Liens de partout sur le Web

«Covid-19 a braqué les projecteurs sur l'importance économique des petites entreprises et leur impact physique sur les communautés à travers le pays», écrit Laura Entis pour Vox. «Cela a également mis en évidence leur précarité.» Elle cite Amanda Fischer d'Equitable Growth, qui prévient que la pandémie pourrait être «un événement de niveau d'extinction» pour les petites entreprises. Entis souligne également les politiques nationales qui ont rendu encore plus difficile la survie des petites entreprises. «Des codes fiscaux qui profitent aux sociétés multinationales à l'érosion des lois antitrust en passant par un système de soins de santé qui impose la responsabilité de fournir une assurance aux employeurs, une myriade de politiques favorisent les grandes entreprises plutôt que les intérêts des propriétaires de petites entreprises», écrit-elle.

«La manière dont le Congrès décide d’aider les dizaines de millions de chômeurs pendant la pandémie pourrait déterminer si l’écart entre les riches et les pauvres des États-Unis continuera de se creuser dans un contexte de crise qui a déjà frappé le plus durement les plus bas revenus», écrit PoliticoC'est Megan Cassella. Elle note que plus des deux tiers de ceux qui gagnent un salaire inférieur à 25 000 dollars sont désormais sans emploi, «un nombre qui a augmenté ces dernières semaines alors même que les secteurs à haut salaire ont montré des signes potentiels de reprise.» Et, écrit Cassella, les moins susceptibles d'avoir des économies sur lesquelles s'appuyer, le quart inférieur des salariés, représentent un tiers des bénéficiaires d'allocations sans emploi. Une réduction significative du supplément de chômage hebdomadaire de 600 dollars «pourrait exacerber les écarts de richesse et de revenus déjà stupéfiants, qui augmentent depuis des décennies et qui sont plus importants aux États-Unis que dans tout autre pays du G-7… Et cela pourrait nuire aux travailleurs de couleur. en particulier, qui sont surreprésentés dans les emplois à bas salaires. »

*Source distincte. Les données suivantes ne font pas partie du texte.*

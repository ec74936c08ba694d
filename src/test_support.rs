//! Fixtures shared by the handler tests.

use std::sync::Arc;

use mongodb::bson::{oid::ObjectId, DateTime as BsonDateTime};

use crate::app_state::AppState;
use crate::auth::create_jwt;
use crate::config::{Config, Environment};
use crate::models::{Role, User};
use crate::repository::memory::MemoryRepository;

pub const SECRET: &str = "test-secret";
pub const PASSWORD: &str = "password123";

pub fn config() -> Config {
    Config {
        mongo_uri: "mongodb://unused".into(),
        database_name: "taskify-test".into(),
        jwt_secret: SECRET.into(),
        jwt_expires_hours: 1,
        bcrypt_cost: 4,
        host: "127.0.0.1".into(),
        port: 0,
        cors_origins: vec!["*".into()],
        environment: Environment::Development,
    }
}

pub fn state(repo: Arc<MemoryRepository>) -> AppState {
    AppState::new(repo, config())
}

/// Stores a user whose password is [`PASSWORD`] and returns it with a valid token.
pub async fn seed_user(repo: &MemoryRepository, name: &str, role: Role) -> (User, String) {
    use crate::repository::Repository;

    let now = BsonDateTime::now();
    let user = User {
        id: ObjectId::new(),
        name: name.to_string(),
        email: format!("{}@example.com", name.to_lowercase()),
        password: bcrypt::hash(PASSWORD, 4).unwrap(),
        avatar: None,
        role,
        last_login: None,
        created_at: now,
        updated_at: now,
    };
    repo.insert_user(&user).await.unwrap();
    let (token, _) = create_jwt(&user.id, SECRET, 1).unwrap();
    (user, token)
}

pub fn bearer(token: &str) -> (&'static str, String) {
    ("Authorization", format!("Bearer {token}"))
}

/// Initialises the full application around `$state`, with the middleware
/// stacked in the same order as `main` (CORS and logging aside).
macro_rules! test_app {
    ($state:expr) => {{
        let state: $crate::app_state::AppState = $state;
        actix_web::test::init_service(
            actix_web::App::new()
                .wrap($crate::auth::Authentication::new(state.config.jwt_secret.clone()))
                .wrap(
                    actix_web::middleware::ErrorHandlers::new().handler(
                        actix_web::http::StatusCode::INTERNAL_SERVER_ERROR,
                        $crate::error::expose_error_detail,
                    ),
                )
                .app_data(actix_web::web::Data::new(state))
                .configure($crate::routes::configure)
                .default_service(actix_web::web::to($crate::error::route_not_found)),
        )
        .await
    }};
}

pub(crate) use test_app;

Il existe un nouveau phénomène connu sous le nom de «modules d’apprentissage» ou de «modules de pandémie», que les parents – principalement des parents blancs disposant de ressources importantes – forment pour soutenir ou compléter l’éducation en ligne de leurs enfants sur le COVID. Ecrire dans Le New York Times, Clara Totenberg Green dit que ces modules sont «de petits groupes d'enfants qui se réunissent chaque jour et apprennent dans un espace partagé, participant souvent à l'enseignement en ligne fourni par leurs écoles. Les pods sont supervisés soit par un professeur privé embauché ou un autre adulte, soit avec les parents à tour de rôle. » Bien qu'ils puissent sembler être une solution nécessaire aux défis actuels auxquels sont confrontés les écoliers, Green écrit, «ils aggraveront les inégalités, la ségrégation raciale et le manque d'opportunités au sein des écoles. Elle conclut: «Paradoxalement, à un moment où le mouvement Black Lives Matter a incité un compte national avec la suprématie blanche, les parents blancs ignorent à nouveau les inégalités raciales et de classe lorsqu'il s'agit d'éduquer leurs enfants. En conséquence, ils reproduisent activement les systèmes que beaucoup d’entre eux disent vouloir démanteler. »

Chiffre du vendredi

ttps: //equitablegrowth.org/ « http://www.w3.org/TR/REC-html40/loose.dtd »>

https://equitablegrowth.org/

La figure est tirée de la «Fiche d'information d'Equitable Growth: L'assurance-chômage et pourquoi l'effet des désincitations au travail est grandement surestimé au milieu de la récession du coronavirus.»